Myanmar Military Coup: Explained

Updated: May 22, 2021

Demonstrators in Myanmar
Demonstrators in Myanmar (AP Photo)

What is a coup?

Coup d'état is the French term translating to "blow of state." The phrase means overthrowing the government in a sudden removal, usually in an illegal or unconstitutional seizure of power by a political faction.

Myanmar Background

Myanmar, also known as Burma, is located in Southeast Asia and is referred to as the Golden Land. The country is smaller than Texas and home to about 54 million people. Burmese is the official language spoken, and the main religion is Buddhism. Many ethnic groups reside in the country.

British colonial rule transformed the society in 1885; with it came social, economic, cultural, and administrative changes. Burma became a province of India in 1886, and even when the Burmese economy flourished, the wealth was only distributed among British firms, Anglo-Burmese citizens, and migrants from India. On March 2, 1962, senior military officers staged a coup d'état and declared Burma a socialist state. Protests followed the coup and led to violent retaliation from the military, including the horrifying act of blowing up the Students Union building and killing over 100 students.

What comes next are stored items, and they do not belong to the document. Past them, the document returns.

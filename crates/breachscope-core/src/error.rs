//! Core error types for the Breachscope application.
//!
//! This module defines the central error type shared by the workspace crates.
//! Subsystem-specific errors (normalization, lookup) live in their own crates.

use thiserror::Error;

/// Central error type for core Breachscope operations.
#[derive(Error, Debug)]
pub enum BreachscopeError {
    /// Validation errors (invalid input, constraints)
    #[error("validation error: {0}")]
    Validation(String),
}

/// Configuration-specific errors.
#[derive(Error, Debug)]
pub enum ConfigError {
    /// Failed to determine config directory path
    #[error("could not determine config directory (XDG base directories not available)")]
    NoConfigDir,

    /// Config file not found at an explicitly requested path
    #[error("config file not found at {path}")]
    NotFound {
        /// Path where config was expected
        path: String,
    },

    /// Failed to parse TOML
    #[error("failed to parse config TOML: {0}")]
    ParseError(#[from] toml::de::Error),

    /// Failed to serialize config
    #[error("failed to serialize config: {0}")]
    SerializeError(#[from] toml::ser::Error),

    /// I/O error reading/writing config
    #[error("I/O error: {0}")]
    Io(#[from] std::io::Error),

    /// Invalid configuration value
    #[error("invalid config value for {field}: {reason}")]
    InvalidValue {
        /// Field name
        field: String,
        /// Reason for invalidity
        reason: String,
    },
}

/// Result type alias for configuration operations.
pub type ConfigResult<T> = std::result::Result<T, ConfigError>;

#[cfg(test)]
mod tests {
    use super::*;

    #[test]
    fn test_error_display() {
        let err = BreachscopeError::Validation("Please enter an email address!".to_string());
        assert_eq!(
            err.to_string(),
            "validation error: Please enter an email address!"
        );

        let err = ConfigError::InvalidValue {
            field: "lookup.timeout_secs".to_string(),
            reason: "must be greater than zero".to_string(),
        };
        assert_eq!(
            err.to_string(),
            "invalid config value for lookup.timeout_secs: must be greater than zero"
        );
    }
}
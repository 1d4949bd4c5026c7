//! Command-line argument parsing.

use clap::{ArgAction, Parser, Subcommand};
use std::path::PathBuf;

/// Breachscope CLI
#[derive(Parser, Debug)]
#[command(name = "breachscope", version)]
#[command(about = "Check if an email address has been exposed in data breaches", long_about = None)]
pub struct Cli {
    /// Path to a config file (defaults to the XDG config location)
    #[arg(long, global = true, env = "BREACHSCOPE_CONFIG")]
    pub config: Option<PathBuf>,

    /// Output machine-readable JSON
    #[arg(long, global = true)]
    pub json: bool,

    /// Disable coloured output
    #[arg(long, global = true)]
    pub no_color: bool,

    /// Increase log verbosity (-v info, -vv debug)
    #[arg(short, long, global = true, action = ArgAction::Count)]
    pub verbose: u8,

    #[command(subcommand)]
    pub command: Commands,
}

/// Available commands
#[derive(Subcommand, Debug)]
pub enum Commands {
    /// Look up an email address
    Check {
        /// Email address to check
        email: String,

        /// Fail instead of reporting "safe" when the response cannot be read
        #[arg(long)]
        strict: bool,
    },

    /// Normalize a saved lookup response without touching the network
    Normalize {
        /// JSON file to read; stdin when omitted or "-"
        file: Option<PathBuf>,

        /// Fail instead of reporting "safe" when the payload cannot be read
        #[arg(long)]
        strict: bool,
    },

    /// Inspect or create the configuration file
    Config {
        #[command(subcommand)]
        action: ConfigCommands,
    },
}

/// Config subcommands
#[derive(Subcommand, Debug)]
pub enum ConfigCommands {
    /// Print the effective configuration as TOML
    Show,
    /// Print the config file path
    Path,
    /// Write a default config file
    Init {
        /// Overwrite an existing file
        #[arg(long)]
        force: bool,
    },
}

#[cfg(test)]
mod tests {
    use super::*;
    use clap::CommandFactory;

    #[test]
    fn test_cli_definition() {
        Cli::command().debug_assert();
    }

    #[test]
    fn test_parse_check() {
        let cli = Cli::try_parse_from(["breachscope", "-vv", "check", "a@b.io", "--strict", "--json"])
            .expect("parse args");
        assert_eq!(cli.verbose, 2);
        assert!(cli.json);
        match cli.command {
            Commands::Check { email, strict } => {
                assert_eq!(email, "a@b.io");
                assert!(strict);
            }
            other => panic!("unexpected command: {other:?}"),
        }
    }

    #[test]
    fn test_parse_normalize_stdin() {
        let cli = Cli::try_parse_from(["breachscope", "normalize"]).expect("parse args");
        assert!(matches!(
            cli.command,
            Commands::Normalize {
                file: None,
                strict: false
            }
        ));
    }
}
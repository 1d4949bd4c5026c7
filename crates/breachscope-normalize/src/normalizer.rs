//! Locate-then-flatten pipeline and its result type.

use crate::error::Result;
use crate::flatten::{Flattener, DEFAULT_MAX_DEPTH};
use crate::locator::locate;
use breachscope_core::{BreachName, NormalizeConfig};
use serde::ser::{Serialize, SerializeStruct, Serializer};
use serde_json::Value;
use tracing::debug;

/// Ordered breach names from one payload, duplicates kept.
#[derive(Debug, Clone, Default, PartialEq, Eq)]
pub struct NormalizedResult {
    breaches: Vec<BreachName>,
}

impl NormalizedResult {
    #[must_use]
    pub fn new(breaches: Vec<BreachName>) -> Self {
        Self { breaches }
    }

    #[must_use]
    pub fn empty() -> Self {
        Self::default()
    }

    /// The reported breach count.
    #[must_use]
    pub fn count(&self) -> usize {
        self.breaches.len()
    }

    #[must_use]
    pub fn is_empty(&self) -> bool {
        self.breaches.is_empty()
    }

    #[must_use]
    pub fn breaches(&self) -> &[BreachName] {
        &self.breaches
    }

    pub fn iter(&self) -> std::slice::Iter<'_, BreachName> {
        self.breaches.iter()
    }

    #[must_use]
    pub fn into_breaches(self) -> Vec<BreachName> {
        self.breaches
    }
}

impl<'a> IntoIterator for &'a NormalizedResult {
    type Item = &'a BreachName;
    type IntoIter = std::slice::Iter<'a, BreachName>;

    fn into_iter(self) -> Self::IntoIter {
        self.iter()
    }
}

impl Serialize for NormalizedResult {
    fn serialize<S: Serializer>(&self, serializer: S) -> std::result::Result<S::Ok, S::Error> {
        let mut state = serializer.serialize_struct("NormalizedResult", 2)?;
        state.serialize_field("count", &self.count())?;
        state.serialize_field("breaches", &self.breaches)?;
        state.end()
    }
}

/// Runs the payload locator and the flattener over a decoded response.
#[derive(Debug, Clone, Copy, PartialEq, Eq)]
pub struct Normalizer {
    flattener: Flattener,
}

impl Default for Normalizer {
    fn default() -> Self {
        Self::new(DEFAULT_MAX_DEPTH)
    }
}

impl Normalizer {
    #[must_use]
    pub fn new(max_depth: usize) -> Self {
        Self {
            flattener: Flattener::new(max_depth),
        }
    }

    #[must_use]
    pub fn from_config(config: &NormalizeConfig) -> Self {
        Self::new(config.max_depth)
    }

    /// Extract the breach list from `payload`.
    ///
    /// A payload with no recognizable breach node yields an empty result.
    /// Errors are returned rather than swallowed; callers decide whether to
    /// present them as zero breaches.
    pub fn normalize(&self, payload: &Value) -> Result<NormalizedResult> {
        let Some(located) = locate(payload)? else {
            return Ok(NormalizedResult::empty());
        };

        let breaches = self.flattener.flatten(located)?;
        debug!(count = breaches.len(), "payload normalized");
        Ok(NormalizedResult::new(breaches))
    }
}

From 1962-2011, the military government refused to hand over power and changed its name in 1989 from Burma to Myanmar. The two terms are interchangeable, but many Burmese citizens prefer "Burma" because they do not want to acknowledge the name change by an unelected military government. In 2011, a civilian government was finally established after the National League for Democracy won the election. Aung San Suu Kyi is the leader of this organization and worked hard for nearly 15 years between 1989 to 2010 by organizing rallies. She was awarded the Nobel Peace Prize in 1991 while under house arrest. In 2015, she led the National League for Democracy party to victory in Myanmar's first contested election in 25 years. She has been detained again after Myanmar's most recent military coup, and the now in power, military chief Min Aung Hlaing, declared a state of emergency for one year.

Myanmar Military Coup

The military staged its most recent coup on February 1 after the National League for Democracy won. They claimed widespread election fraud, and the coup was staged as a new session of parliament was set to open. Min Aung Hlaing is the commander in chief of Myanmar's military, and his power stems from years of substantial political influence. As the figure in charge, he has arrested Ms. Suu Kyi and charged her with illegally possessing imported walkie-talkies, among other National League for Democracy officials. Many nations have condemned him and reinstated sanctions for his alleged role in the attacks on ethnic minorities.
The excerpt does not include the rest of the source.